Netflix’s Maniac Is a Surrealist Masterpiece
Photo: Michele K. Short/Netflix
PSA: If you happen to be a person who is prone to doubting your reality, think twice before binge-watching this puppy. There. You’ve been warned.
A trafficked ring-tailed lemur. Popcorn problems. The lost final chapter of Don Quixote. And Gassing Up the Miata. Netflix’s new miniseries Maniac has its imperfections. But it proves that even if reality might be a debatable construct, metaphors and tropes and symbols are pretty stinkin’ permanent. Writer Patrick Somerville (The Leftovers) and director Cary Joji Fukunaga (True Detective) have created something that’s as much like visual poetry as any TV show I can recall seeing recently-and unlike most poetry, it’s also freaking hilarious. But please don’t go into it expecting a comedy, though. It is 100% not a comedy.

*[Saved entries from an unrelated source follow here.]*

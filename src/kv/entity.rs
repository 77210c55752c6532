//! Key-value entity API
//!
//! One `KvEntity` per registered entity type. Reads compile a predicate into
//! a `KvFilter` and hand it to the pagination engine; writes run through the
//! caller's `WriteContext` hooks.

use std::sync::Arc;

use futures_util::future::BoxFuture;
use serde_json::Value;

use super::backend::KvBackend;
use super::filter::KvFilter;
use super::fragment::KvFragment;
use super::requests::{BatchGetRequest, DeleteRequest, GetRequest};
use super::update::{AdjustOp, UpdateStatement};
use crate::config::QueryConfig;
use crate::hooks::{OperationKind, WriteContext};
use crate::pagination::{
    self, KvCursor, Page, PageFetcher, PageRequest, PageResult, SegmentCursor, SegmentedPage,
};
use crate::predicate::{CompileError, CompileOptions, LookupKind, Predicate};
use crate::schema::{KeyLayout, RegisteredSchema, Schema};
use crate::store::values::get_path;
use crate::store::{drive_batch_write, split_chunks, BatchSummary, Row, StoreResult, WriteRequest};

/// Fetches pages of one compiled filter
struct KvPageFetcher<'a> {
    backend: &'a dyn KvBackend,
    filter: KvFilter,
    lookup: LookupKind,
}

impl PageFetcher for KvPageFetcher<'_> {
    fn fetch_page(&self, request: PageRequest) -> BoxFuture<'_, StoreResult<Page>> {
        let mut filter = self.filter.clone().starting_after(request.cursor);
        if let Some(segment) = request.segment {
            filter = filter.in_segment(segment.index, segment.total);
        }

        Box::pin(async move {
            match self.lookup {
                LookupKind::Query => self.backend.query(&filter).await,
                LookupKind::Scan => self.backend.scan(&filter).await,
            }
        })
    }
}

/// Operations on one entity type backed by a key-value store
pub struct KvEntity {
    registered: Arc<RegisteredSchema>,
    backend: Arc<dyn KvBackend>,
    config: QueryConfig,
    table_name: String,
}

impl KvEntity {
    /// Register `schema` and bind it to a backend
    pub fn new(schema: Schema, backend: Arc<dyn KvBackend>, config: QueryConfig) -> StoreResult<Self> {
        let registered = RegisteredSchema::register(schema)?;
        Self::from_registered(Arc::new(registered), backend, config)
    }

    /// Bind an already registered schema
    pub fn from_registered(
        registered: Arc<RegisteredSchema>,
        backend: Arc<dyn KvBackend>,
        config: QueryConfig,
    ) -> StoreResult<Self> {
        config.validate()?;
        let table_name = config.table_name(registered.name());
        Ok(Self {
            registered,
            backend,
            config,
            table_name,
        })
    }

    pub fn name(&self) -> &str {
        self.registered.name()
    }

    pub fn table_name(&self) -> &str {
        &self.table_name
    }

    pub fn registered(&self) -> &RegisteredSchema {
        &self.registered
    }

    fn layout(&self) -> &KeyLayout {
        self.registered.layout()
    }

    /// Primary key attributes of `row`
    pub fn key_of(&self, row: &Row) -> StoreResult<Row> {
        let (hash_key, range_key) = self.layout().primary_keys();
        let hash_key = hash_key.ok_or_else(|| CompileError::MissingPrimaryKey(self.name().to_string()))?;

        let mut key = Row::new();
        for field in std::iter::once(hash_key).chain(range_key) {
            let value = row
                .get(field)
                .cloned()
                .ok_or_else(|| CompileError::MissingKeyValue(field.to_string()))?;
            key.insert(field.to_string(), value);
        }
        Ok(key)
    }

    // ---------------------------------------------------------------------
    // Point reads
    // ---------------------------------------------------------------------

    /// Read one row. A blank key value reads nothing.
    pub async fn get(&self, key: &Row, fields: Option<&[String]>) -> StoreResult<Option<Row>> {
        if key.values().any(is_blank) {
            return Ok(None);
        }

        let mut request = GetRequest::new(&self.table_name, self.key_of(key)?);
        if let Some(fields) = fields {
            request = request.project(fields);
        }
        self.backend.get_item(&request).await
    }

    /// Read many rows, `batch_get_chunk` keys per round-trip
    pub async fn batch_get(&self, keys: &[Row], fields: Option<&[String]>) -> StoreResult<Vec<Row>> {
        let keys = keys
            .iter()
            .filter(|key| !key.values().any(is_blank))
            .map(|key| self.key_of(key))
            .collect::<StoreResult<Vec<_>>>()?;

        let mut rows = Vec::with_capacity(keys.len());
        for chunk in split_chunks(keys, self.config.batch_get_chunk) {
            let mut request = BatchGetRequest::new(&self.table_name, chunk);
            if let Some(fields) = fields {
                request = request.project(fields);
            }
            rows.extend(self.backend.batch_get(&request).await?);
        }
        Ok(rows)
    }

    // ---------------------------------------------------------------------
    // Writes
    // ---------------------------------------------------------------------

    /// Create a row; returns all stored attributes
    pub async fn insert(&self, args: Row, ctx: &WriteContext) -> StoreResult<Option<Row>> {
        self.write(args, ctx, OperationKind::Create).await
    }

    /// Partially update a row; returns all stored attributes
    pub async fn update(&self, args: Row, ctx: &WriteContext) -> StoreResult<Option<Row>> {
        self.write(args, ctx, OperationKind::Update).await
    }

    async fn write(&self, args: Row, ctx: &WriteContext, kind: OperationKind) -> StoreResult<Option<Row>> {
        let args = ctx.before_write(args, kind == OperationKind::Update).await?;
        let statement = UpdateStatement::build(&args, &self.registered, &self.table_name)?;
        if statement.is_noop() {
            tracing::debug!(entity = self.name(), operation = %kind, "update assigns no attributes");
        }

        let stored = match self.backend.update_item(&statement).await {
            Ok(row) => row,
            Err(err) => return ctx.recover(self.name(), kind, err),
        };

        ctx.after_write(self.name(), kind, &args, self.layout().range_key(), Some(&stored))
            .await?;
        Ok(Some(stored))
    }

    /// Delete a row; returns it if it existed
    pub async fn remove(&self, args: Row, ctx: &WriteContext) -> StoreResult<Option<Row>> {
        let request = DeleteRequest {
            table_name: self.table_name.clone(),
            key: self.key_of(&args)?,
        };

        let old = match self.backend.delete_item(&request).await {
            Ok(old) => old,
            Err(err) => return ctx.recover(self.name(), OperationKind::Delete, err),
        };

        ctx.after_write(
            self.name(),
            OperationKind::Delete,
            &args,
            self.layout().range_key(),
            old.as_ref(),
        )
        .await?;
        Ok(old)
    }

    /// Put many rows in chunks, re-submitting unprocessed items
    pub async fn batch_put(&self, items: Vec<Row>, ctx: &WriteContext) -> StoreResult<Option<BatchSummary>> {
        let mut prepared = Vec::with_capacity(items.len());
        for item in items {
            let item = ctx.before_write(item, false).await?;
            self.key_of(&item)?;
            prepared.push(item);
        }

        let requests = prepared
            .iter()
            .map(|item| WriteRequest::Put { item: item.clone() })
            .collect();
        let summary = match self.submit(requests).await {
            Ok(summary) => summary,
            Err(err) => return ctx.recover(self.name(), OperationKind::BatchPut, err),
        };

        if ctx.has_post() {
            for item in &prepared {
                ctx.after_write(
                    self.name(),
                    OperationKind::BatchPut,
                    item,
                    self.layout().range_key(),
                    Some(item),
                )
                .await?;
            }
        }
        Ok(Some(summary))
    }

    /// Delete many rows in chunks, re-submitting unprocessed items
    pub async fn batch_remove(&self, keys: Vec<Row>, ctx: &WriteContext) -> StoreResult<Option<BatchSummary>> {
        let keys = keys
            .iter()
            .map(|key| self.key_of(key))
            .collect::<StoreResult<Vec<_>>>()?;

        let requests = keys
            .iter()
            .map(|key| WriteRequest::Delete { key: key.clone() })
            .collect();
        let summary = match self.submit(requests).await {
            Ok(summary) => summary,
            Err(err) => return ctx.recover(self.name(), OperationKind::Delete, err),
        };

        if ctx.has_post() {
            for key in &keys {
                ctx.after_write(self.name(), OperationKind::Delete, key, self.layout().range_key(), None)
                    .await?;
            }
        }
        Ok(Some(summary))
    }

    /// Submit raw write requests without hooks
    pub async fn batch_write(&self, requests: Vec<WriteRequest>) -> StoreResult<BatchSummary> {
        self.submit(requests).await
    }

    async fn submit(&self, requests: Vec<WriteRequest>) -> StoreResult<BatchSummary> {
        let summary = drive_batch_write(
            requests,
            self.config.batch_write_chunk,
            &self.config.retry,
            |chunk| self.backend.batch_write(&self.table_name, chunk),
        )
        .await?;

        tracing::debug!(
            entity = self.name(),
            items = summary.items,
            submissions = summary.submissions,
            "batch write drained"
        );
        Ok(summary)
    }

    /// `field += by`; returns the new value
    pub async fn increment(&self, key: &Row, field: &str, by: impl Into<Value>) -> StoreResult<Option<Value>> {
        self.adjust(key, vec![field.to_string()], AdjustOp::Add, by.into()).await
    }

    /// `field -= by`; returns the new value
    pub async fn decrement(&self, key: &Row, field: &str, by: impl Into<Value>) -> StoreResult<Option<Value>> {
        self.adjust(key, vec![field.to_string()], AdjustOp::Subtract, by.into()).await
    }

    /// `map.field += by` on a map attribute; returns the new value
    pub async fn increment_map(
        &self,
        key: &Row,
        map: &str,
        field: &str,
        by: impl Into<Value>,
    ) -> StoreResult<Option<Value>> {
        self.adjust(key, vec![map.to_string(), field.to_string()], AdjustOp::Add, by.into())
            .await
    }

    async fn adjust(&self, key: &Row, path: Vec<String>, op: AdjustOp, delta: Value) -> StoreResult<Option<Value>> {
        let statement = UpdateStatement::adjust(&self.table_name, self.key_of(key)?, path.clone(), op, delta);
        let updated = self.backend.update_item(&statement).await?;
        Ok(get_path(&updated, &path).cloned())
    }

    // ---------------------------------------------------------------------
    // Retrieval
    // ---------------------------------------------------------------------

    /// Fill in what the lookup kind and configuration decide
    fn options(&self, options: CompileOptions, lookup: LookupKind) -> CompileOptions {
        let strict = options.strict || self.config.strict_predicates;
        let page_size = options.page_size.or(Some(self.config.page_size));
        CompileOptions {
            lookup,
            strict,
            page_size,
            ..options
        }
    }

    fn fetcher(
        &self,
        predicate: &Predicate,
        options: &CompileOptions,
        extra: Option<&KvFragment>,
    ) -> StoreResult<KvPageFetcher<'_>> {
        let filter = KvFilter::compile(predicate, &self.registered, options, &self.table_name, extra)?;
        Ok(KvPageFetcher {
            backend: self.backend.as_ref(),
            filter,
            lookup: options.lookup,
        })
    }

    fn cursor_keys(&self, options: &CompileOptions) -> Vec<String> {
        self.layout()
            .cursor_keys(options.sort.as_ref().map(|sort| sort.index.as_str()))
    }

    /// Every matching row of a narrowing lookup
    pub async fn query_all(
        &self,
        predicate: &Predicate,
        options: CompileOptions,
        extra: Option<&KvFragment>,
    ) -> StoreResult<Vec<Row>> {
        let options = self.options(options, LookupKind::Query);
        let fetcher = self.fetcher(predicate, &options, extra)?;
        pagination::query_all(&fetcher).await
    }

    /// Up to `limit` rows of a narrowing lookup, resuming after `start`
    pub async fn query_pagination(
        &self,
        predicate: &Predicate,
        options: CompileOptions,
        extra: Option<&KvFragment>,
        start: Option<KvCursor>,
        limit: usize,
    ) -> StoreResult<PageResult> {
        let options = self.options(options, LookupKind::Query);
        let fetcher = self.fetcher(predicate, &options, extra)?;
        pagination::query_pagination(&fetcher, start, limit, &self.cursor_keys(&options)).await
    }

    /// Number of rows a narrowing lookup matches
    pub async fn total_count(
        &self,
        predicate: &Predicate,
        options: CompileOptions,
        extra: Option<&KvFragment>,
    ) -> StoreResult<usize> {
        let options = self.options(options, LookupKind::Query);
        let fetcher = self.fetcher(predicate, &options, extra)?;
        pagination::total_count(&fetcher).await
    }

    /// Every matching row of a segmented scan
    pub async fn search_all(
        &self,
        predicate: &Predicate,
        options: CompileOptions,
        extra: Option<&KvFragment>,
    ) -> StoreResult<Vec<Row>> {
        let options = self.options(options, LookupKind::Scan);
        let fetcher = self.fetcher(predicate, &options, extra)?;
        pagination::search_all(&fetcher, self.config.total_segments).await
    }

    /// Up to `limit` rows of a segmented scan; `start` holds one cursor per
    /// segment when resuming
    pub async fn search_pagination(
        &self,
        predicate: &Predicate,
        options: CompileOptions,
        extra: Option<&KvFragment>,
        start: Option<&[SegmentCursor]>,
        limit: usize,
    ) -> StoreResult<SegmentedPage> {
        let options = self.options(options, LookupKind::Scan);
        let fetcher = self.fetcher(predicate, &options, extra)?;
        pagination::search_pagination(
            &fetcher,
            start,
            self.config.total_segments,
            limit,
            &self.cursor_keys(&options),
        )
        .await
    }
}

impl std::fmt::Debug for KvEntity {
    fn fmt(&self, f: &mut std::fmt::Formatter<'_>) -> std::fmt::Result {
        f.debug_struct("KvEntity")
            .field("name", &self.name())
            .field("table_name", &self.table_name)
            .field("config", &self.config)
            .finish()
    }
}

fn is_blank(value: &Value) -> bool {
    match value {
        Value::Null => true,
        Value::String(s) => s.is_empty(),
        _ => false,
    }
}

Annie (Emma Stone) is profoundly depressed, prone to substance abuse and lying, and has some serious issues with a sibling. Owen (Jonah Hill) might be schizophrenic, and he’s under a lot of pressure from his wealthy family over a legal matter, and he has some serious issues with a sibling. Arguably, neither of them is a good test subject for a highly experimental pharmaceutical trial, but this one happens to be for a series of pills to “cure” all the ills of the psyche, and they’re both hard up for money… and for answers, closure… relief. Gertie, the AI who curates the experience, might or might not be having some dangerous issues of her own. And it might result in an unexpected situation where Annie and Owen repeatedly appear as characters in each other’s monitored dream-states, or “reflection” realities.
Visually, Maniac an amazing collage of artifice and artifacts. It’s set ambiguously in the near future or in an alternate now: There are dot-matrix printers, old-school TV monitors, and coded telephones, but also friend-rental services (“I have real friends,” one character snaps. “This is just more convenient.”) and some kind of sensory-deprivation pod you can retire to if you just can’t deal. The genre-bending 10-episode span oscillates from Annie’s consciousness to Owen’s, with plenty of sidebars to the behind-the-scenes lab where Justin Theroux is rocking an insane hairpiece and a lot of Freudian baggage and Sonaya Mizuno is a walking compulsive disorder, chain-smoking through every single scene. And the literal mother of all toxic mothers is played to utterly awesome effect by Sally Field (complete with subtle nods to everything from Sybil to the “You like me” speech).